At the time, Nichols was 32, eight years older than Thomas is now. He didn't engender the kind of anticipation that now surrounds Thomas. This was Justin's fourth victory of the year, most on the Tour, and CBS announcer Jim Nantz floated the idea that he might be the front-runner for Player of the Year.
Known in his younger days for impatience and bit of temper, Thomas was a model of cool in Charlotte's heat. Although he said he "acted like a child and threw a little tantrum" while the ball was hanging on the lip on No. 10, nobody noticed. He looked like he was resigned to being another dogged victim of inexorable fate, as a long-gone writer described the game.
But then dang if the ball didn't drop.
Thomas might have won if the putt had stayed on the lip, but making it certainly put him into a winning frame of mind. There's nothing like getting a sign from the golf gods that they're smiling on you.
So when there was a five-way tie for the leader after 12 holes, it was Thomas who made another birdie while his rivals were missing greens and putts. Suddenly Justin was alone at the top, but he didn't change his game plan.
"Just patience," he told CBS after receiving the Wanamaker Trophy. "No matter what happened, I was going to keep my patience. Then it was just a matter of seeing if my game was good enough. The adrenaline was unbelievable, the ball going so far in that heat."
For the record, Thomas shot 73-66-69-68 for a 276 total. He earned $1.89 million. But most importantly, he certified the talent and potential that has defined him ever since he was a kid hitting shots on the Harmony Landing practice tee until it got too dark to see.
Like almost everyone else on the Tour, where the difference between great and merely good is a thin a margin as there is in sports, Thomas is dedicated to this craft.
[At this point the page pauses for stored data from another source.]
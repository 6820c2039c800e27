//! Planner for the partition served by this node

use tracing::debug;

use crate::query::context::QueryContext;
use crate::query::error::QueryResult;
use crate::query::exec::{Dispatcher, ExecNode, ExecPlan, JoinSpec};
use crate::query::logical::{rename_labels, LogicalPlan};

use super::PartitionPlanner;

/// Materializes every node as an in-process operator over local data
#[derive(Debug, Clone)]
pub struct LocalPartitionPlanner {
    partition: String,
    metric_column: String,
}

impl LocalPartitionPlanner {
    /// Create a planner for the named partition
    pub fn new(partition: impl Into<String>, metric_column: impl Into<String>) -> Self {
        Self {
            partition: partition.into(),
            metric_column: metric_column.into(),
        }
    }

    fn leaf(&self, node: ExecNode, context: &QueryContext) -> ExecPlan {
        ExecPlan::leaf(node, Dispatcher::Local, context)
    }

    fn unary(&self, node: ExecNode, input: &LogicalPlan, context: &QueryContext) -> QueryResult<ExecPlan> {
        let child = self.materialize(input, context)?;
        Ok(ExecPlan::with_children(node, Dispatcher::Local, context, vec![child]))
    }
}

impl PartitionPlanner for LocalPartitionPlanner {
    fn name(&self) -> &str {
        &self.partition
    }

    fn materialize(&self, plan: &LogicalPlan, context: &QueryContext) -> QueryResult<ExecPlan> {
        debug!(partition = %self.partition, kind = plan.kind_name(), "Materializing locally");

        match plan {
            LogicalPlan::RawSeries {
                filters,
                range,
                columns,
                ..
            } => Ok(self.leaf(
                ExecNode::SeriesScan {
                    partition: self.partition.clone(),
                    filters: filters.clone(),
                    range: *range,
                    columns: columns.clone(),
                },
                context,
            )),
            LogicalPlan::PeriodicSeries { raw, params } => {
                self.unary(ExecNode::PeriodicSamples { params: *params }, raw, context)
            },
            LogicalPlan::PeriodicSeriesWithWindowing {
                series,
                params,
                window_ms,
                function,
            } => self.unary(
                ExecNode::WindowedSamples {
                    params: *params,
                    window_ms: *window_ms,
                    function: *function,
                },
                series,
                context,
            ),
            LogicalPlan::Aggregate {
                operator,
                vectors,
                by,
                without,
            } => self.unary(
                ExecNode::AggregateReduce {
                    operator: *operator,
                    by: by.clone(),
                    without: without.clone(),
                },
                vectors,
                context,
            ),
            LogicalPlan::ScalarVectorBinaryOperation {
                operator,
                scalar,
                vector,
                scalar_is_lhs,
            } => self.unary(
                ExecNode::ScalarOperation {
                    operator: *operator,
                    scalar: *scalar,
                    scalar_is_lhs: *scalar_is_lhs,
                },
                vector,
                context,
            ),
            LogicalPlan::BinaryJoin(join) => {
                let lhs = self.materialize(&join.lhs, context)?;
                let rhs = self.materialize(&join.rhs, context)?;
                let spec = JoinSpec {
                    operator: join.operator,
                    cardinality: join.cardinality,
                    on: rename_labels(&join.on, &self.metric_column),
                    ignoring: rename_labels(&join.ignoring, &self.metric_column),
                    include: rename_labels(&join.include, &self.metric_column),
                    metric_column: self.metric_column.clone(),
                };
                let node = if join.operator.is_set_operator() {
                    ExecNode::SetOperator(spec)
                } else {
                    ExecNode::BinaryJoin(spec)
                };
                Ok(ExecPlan::with_children(
                    node,
                    Dispatcher::Local,
                    context,
                    vec![lhs, rhs],
                ))
            },
            LogicalPlan::LabelValues {
                label_names,
                filters,
                range,
            } => Ok(self.leaf(
                ExecNode::LabelValuesScan {
                    partition: self.partition.clone(),
                    label_names: label_names.clone(),
                    filters: filters.clone(),
                    range: *range,
                },
                context,
            )),
            LogicalPlan::LabelNames { filters, range } => Ok(self.leaf(
                ExecNode::LabelNamesScan {
                    partition: self.partition.clone(),
                    filters: filters.clone(),
                    range: *range,
                },
                context,
            )),
            LogicalPlan::SeriesKeysByFilters {
                filters,
                fetch_first_last_sample_times,
                range,
            } => Ok(self.leaf(
                ExecNode::SeriesKeysScan {
                    partition: self.partition.clone(),
                    filters: filters.clone(),
                    fetch_first_last_sample_times: *fetch_first_last_sample_times,
                    range: *range,
                },
                context,
            )),
            LogicalPlan::TsCardinalities {
                shard_key_prefix,
                num_group_by_fields,
            } => Ok(self.leaf(
                ExecNode::CardinalityScan {
                    partition: self.partition.clone(),
                    shard_key_prefix: shard_key_prefix.clone(),
                    num_group_by_fields: *num_group_by_fields,
                },
                context,
            )),
        }
    }
}
//! Aggregator strategies
//!
//! An aggregator is bound to column positions at validation time and is
//! stateless afterwards. Per partition it starts from a fresh aggregate,
//! folds each chunk into it, and merges per-partition aggregates pairwise.
//! Merges are associative and commutative, so chunks and partitions may be
//! processed in any order or concurrently. List concatenation is commutative
//! up to element order.

use std::marker::PhantomData;

use crate::types::{ColumnType, PartitionKey};

use super::aggregate::{Aggregate, AggregateValue, RunningAverage};
use super::chunk::{ChunkSetReader, ColumnVector};
use super::error::AggregationError;

/// Strategy producing and merging aggregates
pub trait Aggregator: Send + Sync {
    /// Element type of the aggregates this strategy produces
    type Value: Clone + Send + 'static;

    /// Column positions the strategy reads
    fn columns(&self) -> Vec<usize>;

    /// Identity element of `merge`
    fn empty(&self) -> Aggregate<Self::Value>;

    /// Starting aggregate of a partition scan; never shared between scans
    fn start_partition(&self, _partition: &PartitionKey) -> Aggregate<Self::Value> {
        self.empty()
    }

    /// False if the strategy ignores chunk contents
    fn reads_chunks(&self) -> bool {
        true
    }

    /// Fold one chunk into the partition's aggregate
    ///
    /// Buffers are updated in place and handed back.
    fn fold_chunk(
        &self,
        acc: Aggregate<Self::Value>,
        chunk: &ChunkSetReader,
    ) -> Result<Aggregate<Self::Value>, AggregationError>;

    /// Combine two aggregates
    fn merge(
        &self,
        left: Aggregate<Self::Value>,
        right: Aggregate<Self::Value>,
    ) -> Result<Aggregate<Self::Value>, AggregationError>;
}

fn require_column(chunk: &ChunkSetReader, column: usize) -> Result<&ColumnVector, AggregationError> {
    chunk
        .column(column)
        .ok_or(AggregationError::MissingColumn { column })
}

fn require_numeric(chunk: &ChunkSetReader, column: usize) -> Result<&ColumnVector, AggregationError> {
    let vector = require_column(chunk, column)?;
    if vector.column_type().is_numeric() {
        Ok(vector)
    } else {
        Err(AggregationError::ColumnTypeMismatch {
            column,
            actual: vector.column_type(),
            expected: "numeric",
        })
    }
}

// ============================================================================
// Sum and Count
// ============================================================================

/// Floating-point sum of one column
#[derive(Debug, Clone, PartialEq, Eq)]
pub struct DoubleSumAggregator {
    column: usize,
}

impl DoubleSumAggregator {
    /// Bind to a column position
    pub fn new(column: usize) -> Self {
        Self { column }
    }
}

impl Aggregator for DoubleSumAggregator {
    type Value = f64;

    fn columns(&self) -> Vec<usize> {
        vec![self.column]
    }

    fn empty(&self) -> Aggregate<f64> {
        Aggregate::Scalar(0.0)
    }

    fn fold_chunk(&self, acc: Aggregate<f64>, chunk: &ChunkSetReader) -> Result<Aggregate<f64>, AggregationError> {
        let vector = require_numeric(chunk, self.column)?;
        let total: f64 = (0..chunk.num_rows())
            .filter_map(|row| vector.get_double(row))
            .sum();
        acc.merge_scalar(Aggregate::Scalar(total), |a, b| a + b)
    }

    fn merge(&self, left: Aggregate<f64>, right: Aggregate<f64>) -> Result<Aggregate<f64>, AggregationError> {
        left.merge_scalar(right, |a, b| a + b)
    }
}

/// Integer sum of one int or long column
///
/// Wrapping addition keeps the merge associative on overflow.
#[derive(Debug, Clone, PartialEq, Eq)]
pub struct LongSumAggregator {
    column: usize,
}

impl LongSumAggregator {
    /// Bind to a column position
    pub fn new(column: usize) -> Self {
        Self { column }
    }
}

impl Aggregator for LongSumAggregator {
    type Value = i64;

    fn columns(&self) -> Vec<usize> {
        vec![self.column]
    }

    fn empty(&self) -> Aggregate<i64> {
        Aggregate::Scalar(0)
    }

    fn fold_chunk(&self, acc: Aggregate<i64>, chunk: &ChunkSetReader) -> Result<Aggregate<i64>, AggregationError> {
        let vector = require_numeric(chunk, self.column)?;
        let mut total = 0i64;
        for row in 0..chunk.num_rows() {
            let value = vector
                .get_long(row)
                .ok_or(AggregationError::ColumnTypeMismatch {
                    column: self.column,
                    actual: vector.column_type(),
                    expected: "integer",
                })?;
            total = total.wrapping_add(value);
        }
        acc.merge_scalar(Aggregate::Scalar(total), i64::wrapping_add)
    }

    fn merge(&self, left: Aggregate<i64>, right: Aggregate<i64>) -> Result<Aggregate<i64>, AggregationError> {
        left.merge_scalar(right, i64::wrapping_add)
    }
}

/// Number of rows holding a value in one column
///
/// Counts wrap on overflow like [`LongSumAggregator`].
#[derive(Debug, Clone, PartialEq, Eq)]
pub struct CountAggregator {
    column: usize,
}

impl CountAggregator {
    /// Bind to a column position
    pub fn new(column: usize) -> Self {
        Self { column }
    }
}

impl Aggregator for CountAggregator {
    type Value = i64;

    fn columns(&self) -> Vec<usize> {
        vec![self.column]
    }

    fn empty(&self) -> Aggregate<i64> {
        Aggregate::Scalar(0)
    }

    fn fold_chunk(&self, acc: Aggregate<i64>, chunk: &ChunkSetReader) -> Result<Aggregate<i64>, AggregationError> {
        let rows = require_column(chunk, self.column)?.len() as i64;
        acc.merge_scalar(Aggregate::Scalar(rows), i64::wrapping_add)
    }

    fn merge(&self, left: Aggregate<i64>, right: Aggregate<i64>) -> Result<Aggregate<i64>, AggregationError> {
        left.merge_scalar(right, i64::wrapping_add)
    }
}

// ============================================================================
// Time Grouping
// ============================================================================

/// Per-bucket reduction of a time-grouping aggregator
pub trait BucketReducer: Send + Sync + 'static {
    /// Slot type
    type Value: Clone + Send + 'static;

    /// Value of a bucket that has seen no rows
    fn seed() -> Self::Value;

    /// Account for one value
    fn add(slot: &mut Self::Value, value: f64);

    /// Fold another bucket into this one
    fn combine(slot: &mut Self::Value, other: Self::Value);
}

/// Minimum per bucket, `None` until the bucket sees a row
#[derive(Debug, Clone, Copy, PartialEq, Eq)]
pub struct MinReducer;

impl BucketReducer for MinReducer {
    type Value = Option<f64>;

    fn seed() -> Option<f64> {
        None
    }

    fn add(slot: &mut Option<f64>, value: f64) {
        *slot = Some(slot.map_or(value, |current| current.min(value)));
    }

    fn combine(slot: &mut Option<f64>, other: Option<f64>) {
        if let Some(value) = other {
            Self::add(slot, value);
        }
    }
}

/// Maximum per bucket, `None` until the bucket sees a row
#[derive(Debug, Clone, Copy, PartialEq, Eq)]
pub struct MaxReducer;

impl BucketReducer for MaxReducer {
    type Value = Option<f64>;

    fn seed() -> Option<f64> {
        None
    }

    fn add(slot: &mut Option<f64>, value: f64) {
        *slot = Some(slot.map_or(value, |current| current.max(value)));
    }

    fn combine(slot: &mut Option<f64>, other: Option<f64>) {
        if let Some(value) = other {
            Self::add(slot, value);
        }
    }
}

/// Running average per bucket
#[derive(Debug, Clone, Copy, PartialEq, Eq)]
pub struct AvgReducer;

impl BucketReducer for AvgReducer {
    type Value = RunningAverage;

    fn seed() -> RunningAverage {
        RunningAverage::default()
    }

    fn add(slot: &mut RunningAverage, value: f64) {
        slot.add(value);
    }

    fn combine(slot: &mut RunningAverage, other: RunningAverage) {
        slot.combine(&other);
    }
}

/// Reduces a value column into fixed time buckets
///
/// Row with timestamp `t` lands in
/// `clamp(floor((t - start) * buckets / (end - start)), 0, buckets - 1)`.
/// Bucket counts are capped at
/// [`MAX_TIME_BUCKETS`](super::functions::MAX_TIME_BUCKETS) during binding.
#[derive(Debug, Clone, PartialEq, Eq)]
pub struct TimeGroupAggregator<B> {
    time_column: usize,
    value_column: usize,
    start: i64,
    end: i64,
    buckets: usize,
    _reducer: PhantomData<fn() -> B>,
}

impl<B: BucketReducer> TimeGroupAggregator<B> {
    /// Bind to time and value columns; callers guarantee `end > start`
    pub fn new(time_column: usize, value_column: usize, start: i64, end: i64, buckets: usize) -> Self {
        Self {
            time_column,
            value_column,
            start,
            end,
            buckets,
            _reducer: PhantomData,
        }
    }

    /// Number of buckets
    pub fn buckets(&self) -> usize {
        self.buckets
    }

    /// Start and end of the bucketed span (epoch ms)
    pub fn span(&self) -> (i64, i64) {
        (self.start, self.end)
    }

    /// Bucket of a timestamp, `None` when there are no buckets
    pub fn bucket_for(&self, timestamp: i64) -> Option<usize> {
        if self.buckets == 0 || self.end <= self.start {
            return None;
        }
        let offset = i128::from(timestamp) - i128::from(self.start);
        let width = i128::from(self.end) - i128::from(self.start);
        let bucket = (offset * self.buckets as i128).div_euclid(width);
        Some(bucket.clamp(0, self.buckets as i128 - 1) as usize)
    }
}

impl<B: BucketReducer> Aggregator for TimeGroupAggregator<B> {
    type Value = B::Value;

    fn columns(&self) -> Vec<usize> {
        vec![self.time_column, self.value_column]
    }

    fn empty(&self) -> Aggregate<B::Value> {
        Aggregate::Buffer(vec![B::seed(); self.buckets])
    }

    fn fold_chunk(
        &self,
        mut acc: Aggregate<B::Value>,
        chunk: &ChunkSetReader,
    ) -> Result<Aggregate<B::Value>, AggregationError> {
        let times = require_column(chunk, self.time_column)?;
        if !matches!(times.column_type(), ColumnType::Long | ColumnType::Timestamp) {
            return Err(AggregationError::ColumnTypeMismatch {
                column: self.time_column,
                actual: times.column_type(),
                expected: "time",
            });
        }
        let values = require_numeric(chunk, self.value_column)?;

        let shape = acc.shape();
        let slots = acc.buffer_mut().ok_or(AggregationError::ShapeMismatch {
            left: shape,
            right: "buffer",
        })?;

        for row in 0..chunk.num_rows() {
            if let (Some(ts), Some(value)) = (times.get_long(row), values.get_double(row)) {
                if let Some(bucket) = self.bucket_for(ts) {
                    B::add(&mut slots[bucket], value);
                }
            }
        }
        Ok(acc)
    }

    fn merge(
        &self,
        left: Aggregate<B::Value>,
        right: Aggregate<B::Value>,
    ) -> Result<Aggregate<B::Value>, AggregationError> {
        left.merge_buffer(right, B::combine)
    }
}

// ============================================================================
// Partition Keys
// ============================================================================

/// Emits the identifier of every partition scanned
#[derive(Debug, Clone, Copy, Default, PartialEq, Eq)]
pub struct PartitionKeysAggregator;

impl Aggregator for PartitionKeysAggregator {
    type Value = String;

    fn columns(&self) -> Vec<usize> {
        Vec::new()
    }

    fn empty(&self) -> Aggregate<String> {
        Aggregate::List(Vec::new())
    }

    fn start_partition(&self, partition: &PartitionKey) -> Aggregate<String> {
        Aggregate::List(vec![partition.to_string()])
    }

    fn reads_chunks(&self) -> bool {
        false
    }

    fn fold_chunk(&self, acc: Aggregate<String>, _chunk: &ChunkSetReader) -> Result<Aggregate<String>, AggregationError> {
        Ok(acc)
    }

    fn merge(&self, left: Aggregate<String>, right: Aggregate<String>) -> Result<Aggregate<String>, AggregationError> {
        left.concat(&right)
    }
}

// ============================================================================
// Bound Aggregator
// ============================================================================

/// Aggregator produced by a validated aggregation function
#[derive(Debug, Clone, PartialEq, Eq)]
pub enum BoundAggregator {
    /// `sum` over a double column
    DoubleSum(DoubleSumAggregator),
    /// `sum` over an int or long column
    LongSum(LongSumAggregator),
    /// `count`
    Count(CountAggregator),
    /// `time_group_min`
    TimeGroupMin(TimeGroupAggregator<MinReducer>),
    /// `time_group_max`
    TimeGroupMax(TimeGroupAggregator<MaxReducer>),
    /// `time_group_avg`
    TimeGroupAvg(TimeGroupAggregator<AvgReducer>),
    /// `partition_keys`
    PartitionKeys(PartitionKeysAggregator),
}

impl BoundAggregator {
    /// Column positions read by the aggregator
    pub fn columns(&self) -> Vec<usize> {
        match self {
            BoundAggregator::DoubleSum(a) => a.columns(),
            BoundAggregator::LongSum(a) => a.columns(),
            BoundAggregator::Count(a) => a.columns(),
            BoundAggregator::TimeGroupMin(a) => a.columns(),
            BoundAggregator::TimeGroupMax(a) => a.columns(),
            BoundAggregator::TimeGroupAvg(a) => a.columns(),
            BoundAggregator::PartitionKeys(a) => a.columns(),
        }
    }

    /// Identity aggregate
    pub fn empty(&self) -> AggregateValue {
        match self {
            BoundAggregator::DoubleSum(a) => AggregateValue::Double(a.empty()),
            BoundAggregator::LongSum(a) => AggregateValue::Long(a.empty()),
            BoundAggregator::Count(a) => AggregateValue::Long(a.empty()),
            BoundAggregator::TimeGroupMin(a) => AggregateValue::Extremes(a.empty()),
            BoundAggregator::TimeGroupMax(a) => AggregateValue::Extremes(a.empty()),
            BoundAggregator::TimeGroupAvg(a) => AggregateValue::Average(a.empty()),
            BoundAggregator::PartitionKeys(a) => AggregateValue::Keys(a.empty()),
        }
    }

    /// Merge two aggregates produced by this aggregator
    pub fn merge(&self, left: AggregateValue, right: AggregateValue) -> Result<AggregateValue, AggregationError> {
        use AggregateValue as V;
        use BoundAggregator as B;

        match (self, left, right) {
            (B::DoubleSum(a), V::Double(l), V::Double(r)) => Ok(V::Double(a.merge(l, r)?)),
            (B::LongSum(a), V::Long(l), V::Long(r)) => Ok(V::Long(a.merge(l, r)?)),
            (B::Count(a), V::Long(l), V::Long(r)) => Ok(V::Long(a.merge(l, r)?)),
            (B::TimeGroupMin(a), V::Extremes(l), V::Extremes(r)) => Ok(V::Extremes(a.merge(l, r)?)),
            (B::TimeGroupMax(a), V::Extremes(l), V::Extremes(r)) => Ok(V::Extremes(a.merge(l, r)?)),
            (B::TimeGroupAvg(a), V::Average(l), V::Average(r)) => Ok(V::Average(a.merge(l, r)?)),
            (B::PartitionKeys(a), V::Keys(l), V::Keys(r)) => Ok(V::Keys(a.merge(l, r)?)),
            (_, l, r) => Err(AggregationError::ShapeMismatch {
                left: l.type_name(),
                right: r.type_name(),
            }),
        }
    }
}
However, his dad did admit earlier this year that he's something of a clothes horse who owns a ton of golf apparel and shoes.
He won the PGA Championship wearing a dark pink shirt with only a Polo logo on it, a start contrast to Kinser, who wore so many logos on his cap and shirt that he came as close to looking like a NASCAR driver as a golfer can come. But that, too, will change. Young and handsome, Thomas will spend the winter sorting through all kinds of endorsement opportunities.
Surely some creative company will come up with a commercial involving the 12 seconds Thomas had to wait for the putt to drop on No. 10. Something like, "If we don't answer your call in 12 seconds, you get a free pizza."
Stuff like that happens when the golf gods decide that it's your turn.